There was, indeed, no clear proof in the possession of the Spartans, either his personal enemies or the state at large, on the strength of which they could with entire confidence proceed to punish a man who was of the royal family and held high office for the time being—for as cousin of Pleistarchus son of Leonidas, who was king and still a minor, he was acting as regent for him;

but he, by his disregard of propriety, and particularly by his aping of the Barbarians, gave them much ground for suspecting that he did not want to remain an equal in the present order of things at Sparta. And they went back into his past and scrutinized all his other acts, to see if perchance he had in his mode of life departed from established customs, and they recalled especially that he had once presumed, on his own authority, to have inscribed on the tripod at Delphi,[*](A golden tripod set upon a three-headed bronze serpent (9.81). The gold tripod was carrid off by the Phocians in the Sacred War (Paus. 10.13.5, but the bronze pillar, eighteen feet high, of three intertwined snakes, was removed by the Emperor Constantine to Constantinople and placed in the hippodrome, the modern Atmeidan, where it still is. It contains the names of thirty-one Greek states which took part in the Persian War.) which the Hellenes dedicated as first fruits of the spoils they had won fiom the Persians, the following elegiac couplet:

"When as captain of the Hellenes he had destroyed the Persian host, Pausanias dedicated this memorial to Phoebus.[*](The distich was composed by Simonides.)” Now the Lacedaemonians had immediately chiselled off these verses and inscribed on the tripod by name all the cities which had had a part in overthrowing the Barbarians and had together set up this offering. The act of Pausanias, however, was felt at the time to have been a transgression, and now that he had got into this further trouble, it stood out more clearly than ever as having been but a prelude to his present designs.

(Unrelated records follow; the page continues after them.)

/// Unit tests for core Gauntlet models
/// Tests methods, requests, responses, field mappings and result builders
use gauntlet::models::{
    FieldMapping, FieldType, Method, Request, RequestBody, Response, TestOptions, TestResult, Verdict,
};
use serde_json::json;

#[test]
fn test_method_display() {
    // Test that Method enum writes the wire token
    assert_eq!(Method::GET.to_string(), "GET");
    assert_eq!(Method::POST.to_string(), "POST");
    assert_eq!(Method::PUT.to_string(), "PUT");
    assert_eq!(Method::DELETE.to_string(), "DELETE");
    assert_eq!(Method::PATCH.to_string(), "PATCH");
    assert_eq!(Method::OPTIONS.to_string(), "OPTIONS");
    assert_eq!(Method::HEAD.to_string(), "HEAD");
    assert_eq!(Method::Other("GAUNTLET".into()).to_string(), "GAUNTLET");
}

#[test]
fn test_method_parsing() {
    // Known verbs are case-insensitive, anything else is kept verbatim
    assert_eq!("delete".parse::<Method>().unwrap(), Method::DELETE);
    assert_eq!("PROPFIND".parse::<Method>().unwrap(), Method::Other("PROPFIND".into()));
}

#[test]
fn test_method_body_semantics() {
    assert!(Method::POST.carries_body());
    assert!(Method::DELETE.carries_body());
    assert!(!Method::GET.carries_body());
    assert!(Method::HEAD.is_cacheable_read());
    assert!(!Method::PATCH.is_cacheable_read());
}

#[test]
fn test_method_serializes_as_token() {
    let encoded = serde_json::to_string(&Method::Other("BREW".into())).unwrap();
    assert_eq!(encoded, "\"BREW\"");
    let decoded: Method = serde_json::from_str("\"put\"").unwrap();
    assert_eq!(decoded, Method::PUT);
}

#[test]
fn test_request_headers_are_case_insensitive() {
    let mut request = Request::new(Method::GET, "https://api.example.com/users")
        .with_header("content-type", "text/plain");
    assert_eq!(request.header("Content-Type"), Some("text/plain"));

    // set_header replaces any case variant
    request.set_header("CONTENT-TYPE", "application/json");
    assert_eq!(request.headers.len(), 1);
    assert_eq!(request.content_type(), Some("application/json"));
}

#[test]
fn test_request_body_length() {
    assert_eq!(RequestBody::Empty.len(), 0);
    assert!(RequestBody::Text(String::new()).is_empty());
    assert_eq!(RequestBody::Json(json!({"a": 1})).len(), 7);
    assert_eq!(
        RequestBody::Form(vec![("a".into(), "b c".into())]).len(),
        "a=b+c".len()
    );
}

#[test]
fn test_request_body_defaults_to_empty() {
    assert_eq!(RequestBody::default(), RequestBody::Empty);
    assert_eq!(Request::new(Method::GET, "https://api.example.com").body, RequestBody::Empty);
}

#[test]
fn test_response_classification() {
    let ok = Response::new(204);
    assert!(ok.is_success());
    assert_eq!(ok.status_line(), "204 No Content");

    let redirect = Response::new(302);
    assert!(redirect.is_success());

    assert!(Response::new(404).is_client_error());
    assert!(Response::new(503).is_server_error());
    assert!(!Response::new(499).is_server_error());
}

#[test]
fn test_response_headers_are_lowercased() {
    let response = Response::new(200).with_header("X-Frame-Options", "DENY");
    assert!(response.headers.contains_key("x-frame-options"));
    assert_eq!(response.header("X-FRAME-OPTIONS"), Some("DENY"));
    assert_eq!(response.body_text(), "");
}

#[test]
fn test_verdict_display() {
    assert_eq!(Verdict::Pass.to_string(), "PASS");
    assert_eq!(Verdict::FailNoResponse.to_string(), "FAIL (NO RESPONSE)");
    assert_eq!(Verdict::Bug.to_string(), "BUG");
}

#[test]
fn test_field_type_groups() {
    assert!(FieldType::Email.is_string_like());
    assert!(!FieldType::Number.is_string_like());
    assert!(!FieldType::Boolean.is_string_like());
    assert!(!FieldType::DoNotTest.is_testable());
    assert!(!FieldType::RandomString.is_testable());
}

#[test]
fn test_field_mapping_keeps_insertion_order() {
    let mut mapping = FieldMapping::new();
    mapping.set("b", FieldType::String);
    mapping.set("a", FieldType::Number);
    mapping.set("b", FieldType::DoNotTest);

    let entries: Vec<_> = mapping.iter().collect();
    assert_eq!(entries, vec![("b", FieldType::DoNotTest), ("a", FieldType::Number)]);
    assert_eq!(mapping.len(), 2);
}

#[test]
fn test_options_map_body_and_query() {
    let options = TestOptions::from_request(
        Request::new(Method::POST, "https://api.example.com/users?page=2")
            .with_body(RequestBody::Json(json!({"email": "a@b.co", "profile": {"site": "https://a.io"}}))),
    );
    assert_eq!(options.body_fields.get("email"), Some(FieldType::Email));
    assert_eq!(options.body_fields.get("profile"), Some(FieldType::DoNotTest));
    assert_eq!(options.body_fields.get("profile.site"), Some(FieldType::Url));
    assert_eq!(options.query_fields.get("page"), Some(FieldType::Number));
    assert_eq!(options.with_schema("schema.bin").schema.as_deref(), Some("schema.bin"));
}

#[test]
fn test_result_builders() {
    let result = TestResult::new("HSTS", "present", "absent", Verdict::Warning)
        .with_response(None)
        .with_response_time(12)
        .with_value(json!({"k": 1}));
    assert_eq!(result.response, None);
    assert_eq!(result.response_time, Some(12));
    assert_eq!(result.value, Some(json!({"k": 1})));
    assert!(result.request.is_none());
}
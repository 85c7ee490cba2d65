//! Engine configuration.
//!
//! Every field has a default, so an absent or partial TOML file is valid:
//!
//! ```toml
//! timeout_secs = 15
//! accept_invalid_certs = true
//!
//! [load]
//! thread_count = 20
//! request_count = 500
//! ```

use serde::{Deserialize, Serialize};
use std::path::Path;
use std::time::Duration;

use crate::error::ProbeError;

pub const MAX_THREAD_COUNT: usize = 100;
pub const MAX_REQUEST_COUNT: usize = 10_000;

#[derive(Debug, Clone, PartialEq, Serialize, Deserialize)]
#[serde(default)]
pub struct EngineConfig {
    /// Per-request timeout applied by the HTTP engine.
    pub timeout_secs: u64,
    pub user_agent: String,
    pub accept_invalid_certs: bool,
    /// Upper bound for one TCP-connect latency probe.
    pub ping_timeout_ms: u64,
    pub load: LoadTestConfig,
}

impl Default for EngineConfig {
    fn default() -> Self {
        Self {
            timeout_secs: 30,
            user_agent: concat!("gauntlet/", env!("CARGO_PKG_VERSION")).to_string(),
            accept_invalid_certs: false,
            ping_timeout_ms: 2000,
            load: LoadTestConfig::default(),
        }
    }
}

impl EngineConfig {
    pub fn from_file(path: impl AsRef<Path>) -> Result<Self, ProbeError> {
        let raw = std::fs::read_to_string(path)?;
        Self::from_toml(&raw)
    }

    pub fn from_toml(raw: &str) -> Result<Self, ProbeError> {
        let config: EngineConfig = toml::from_str(raw)?;
        config.load.validate()?;
        Ok(config)
    }

    pub fn timeout(&self) -> Duration {
        Duration::from_secs(self.timeout_secs)
    }

    pub fn ping_timeout(&self) -> Duration {
        Duration::from_millis(self.ping_timeout_ms)
    }
}

/// Load test sizing.
#[derive(Debug, Clone, Copy, PartialEq, Eq, Serialize, Deserialize)]
#[serde(default)]
pub struct LoadTestConfig {
    pub thread_count: usize,
    pub request_count: usize,
}

impl Default for LoadTestConfig {
    fn default() -> Self {
        Self {
            thread_count: 10,
            request_count: 100,
        }
    }
}

impl LoadTestConfig {
    pub fn new(thread_count: usize, request_count: usize) -> Result<Self, ProbeError> {
        let config = Self {
            thread_count,
            request_count,
        };
        config.validate()?;
        Ok(config)
    }

    pub fn validate(&self) -> Result<(), ProbeError> {
        if !(1..=MAX_THREAD_COUNT).contains(&self.thread_count) {
            return Err(ProbeError::InvalidConfig(format!(
                "thread count must be between 1 and {}, got {}",
                MAX_THREAD_COUNT, self.thread_count
            )));
        }
        if !(1..=MAX_REQUEST_COUNT).contains(&self.request_count) {
            return Err(ProbeError::InvalidConfig(format!(
                "request count must be between 1 and {}, got {}",
                MAX_REQUEST_COUNT, self.request_count
            )));
        }
        Ok(())
    }

    /// Number of workers actually spawned.
    pub fn worker_count(&self) -> usize {
        self.thread_count.min(self.request_count)
    }
}
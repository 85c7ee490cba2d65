// Value Classification
//
// Infers a semantic FieldType for one scalar value by ordered pattern matching.
// The first matching pattern wins, so the order of CLASSIFIERS is significant:
// a run of digits is a phone number before it is a number, and "true" is only
// a boolean if nothing earlier claimed it.
//
// Example:
//   "alice@example.com" -> Email
//   "12345678"          -> Phone   (phone precedes number)
//   "42"                -> Number
//   "2024-01-31"        -> Date
//   true                -> Boolean (native JSON types short-circuit)
//
// Used by: mapper.rs when building FieldMappings

use lazy_static::lazy_static;
use regex::Regex;
use serde_json::Value;

use crate::models::FieldType;

lazy_static! {
    static ref EMAIL_PATTERN: Regex = Regex::new(
        r"(?i)^[a-z0-9._%+-]+@[a-z0-9.-]+\.[a-z]{2,}$"
    ).unwrap();

    static ref URL_PATTERN: Regex = Regex::new(
        r"(?i)^https?://[^\s/$.?#][^\s]*$"
    ).unwrap();

    static ref FTP_URL_PATTERN: Regex = Regex::new(
        r"(?i)^ftps?://[^\s/$.?#][^\s]*$"
    ).unwrap();

    // Bare 7-15 digit runs, or a 3-3-4 grouping with optional country code
    static ref PHONE_PATTERN: Regex = Regex::new(
        r"^(\+?[0-9]{7,15}|\+?([0-9]{1,3}[ .-]?)?\(?[0-9]{3}\)?[ .-]?[0-9]{3}[ .-]?[0-9]{4})$"
    ).unwrap();

    static ref NUMBER_PATTERN: Regex = Regex::new(
        r"^-?[0-9]+(\.[0-9]+)?$"
    ).unwrap();

    static ref BOOLEAN_PATTERN: Regex = Regex::new(
        r"(?i)^(true|false)$"
    ).unwrap();

    static ref CURRENCY_PATTERN: Regex = Regex::new(
        r"(?i)^([$€£¥]\s?-?[0-9]+([.,][0-9]{1,2})?|-?[0-9]+([.,][0-9]{1,2})?\s?(usd|eur|gbp|jpy))$"
    ).unwrap();

    static ref DATE_PATTERN: Regex = Regex::new(
        r"^[0-9]{4}-(0[1-9]|1[0-2])-(0[1-9]|[12][0-9]|3[01])$"
    ).unwrap();

    /// Precedence list for string values.
    static ref CLASSIFIERS: Vec<(FieldType, &'static Regex)> = vec![
        (FieldType::Email, &*EMAIL_PATTERN),
        (FieldType::Url, &*URL_PATTERN),
        (FieldType::FtpUrl, &*FTP_URL_PATTERN),
        (FieldType::Phone, &*PHONE_PATTERN),
        (FieldType::Number, &*NUMBER_PATTERN),
        (FieldType::Boolean, &*BOOLEAN_PATTERN),
        (FieldType::Currency, &*CURRENCY_PATTERN),
        (FieldType::Date, &*DATE_PATTERN),
    ];
}

/// Infer the semantic type of a scalar. Total: always returns a type.
pub fn classify(value: &Value) -> FieldType {
    match value {
        Value::Bool(_) => FieldType::Boolean,
        Value::Number(_) => FieldType::Number,
        Value::String(s) => classify_str(s),
        Value::Array(_) | Value::Object(_) => FieldType::DoNotTest,
        Value::Null => FieldType::String,
    }
}

/// Classify a raw string (query values, form fields, JSON strings).
pub fn classify_str(value: &str) -> FieldType {
    let trimmed = value.trim();
    CLASSIFIERS
        .iter()
        .find(|(_, pattern)| pattern.is_match(trimmed))
        .map(|(field_type, _)| *field_type)
        .unwrap_or(FieldType::String)
}
//! Tracing subscriber setup for the CLI.
//!
//! Logs go to stderr so result output on stdout stays machine-readable.

use std::str::FromStr;
use thiserror::Error;
use tracing_subscriber::{fmt, layer::SubscriberExt, util::SubscriberInitExt, EnvFilter};

#[derive(Debug, Clone, Copy, Default, PartialEq, Eq)]
pub enum LogFormat {
    #[default]
    Pretty,
    Json,
}

impl FromStr for LogFormat {
    type Err = LogError;

    fn from_str(s: &str) -> Result<Self, Self::Err> {
        match s.to_ascii_lowercase().as_str() {
            "pretty" | "text" => Ok(LogFormat::Pretty),
            "json" => Ok(LogFormat::Json),
            other => Err(LogError::UnknownFormat(other.to_string())),
        }
    }
}

#[derive(Debug, Clone)]
pub struct LogConfig {
    pub format: LogFormat,
    /// Filter directive, e.g. "info" or "gauntlet=debug". `RUST_LOG` wins when set.
    pub level: String,
}

impl Default for LogConfig {
    fn default() -> Self {
        Self {
            format: LogFormat::Pretty,
            level: "info".to_string(),
        }
    }
}

#[derive(Debug, Error)]
pub enum LogError {
    #[error("Invalid log filter: {0}")]
    InvalidFilter(String),
    #[error("Unknown log format: {0}")]
    UnknownFormat(String),
    #[error("Subscriber already initialized")]
    AlreadyInitialized,
}

pub fn init_logging(config: &LogConfig) -> Result<(), LogError> {
    let filter = match std::env::var("RUST_LOG") {
        Ok(directive) if !directive.is_empty() => EnvFilter::try_new(directive),
        _ => EnvFilter::try_new(&config.level),
    }
    .map_err(|e| LogError::InvalidFilter(e.to_string()))?;

    let registry = tracing_subscriber::registry().with(filter);
    match config.format {
        LogFormat::Json => registry
            .with(fmt::layer().json().with_writer(std::io::stderr))
            .try_init(),
        LogFormat::Pretty => registry
            .with(fmt::layer().with_target(false).with_writer(std::io::stderr))
            .try_init(),
    }
    .map_err(|_| LogError::AlreadyInitialized)
}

They were informed also that he was intriguing with the Helots; and it was even so, for he was promising them freedom and citizenship if they would join him in a revolt and help him accomplish his whole plan.

But not even then, nor relying on certain Helots who had turned informers, did they think it best to take harsh measures against him; they adhered to their usual method in dealing with men of their own class—not to be hasty, in the case of a Spartan, in adopting an irrevocable decision unless they had indisputable proofs. But at last, as it is said, the man who was to take to Artabazus Pausanias' last letter to the King, a man of Argilus who had once been a favourite of his and had hitherto been most loyal to him, turned informer. For he took fright when he called to mind that no previous messenger had ever come back again; and so, having made a counterfeit seal, in order that his act might not be discovered, in case he should be wrong in his suspicion or in case Pausanias should ask to make some alteration in the letter, he opened the letter and in fact found written therein, as he suspected he should find something of the sort to have been directed, an order for his own death.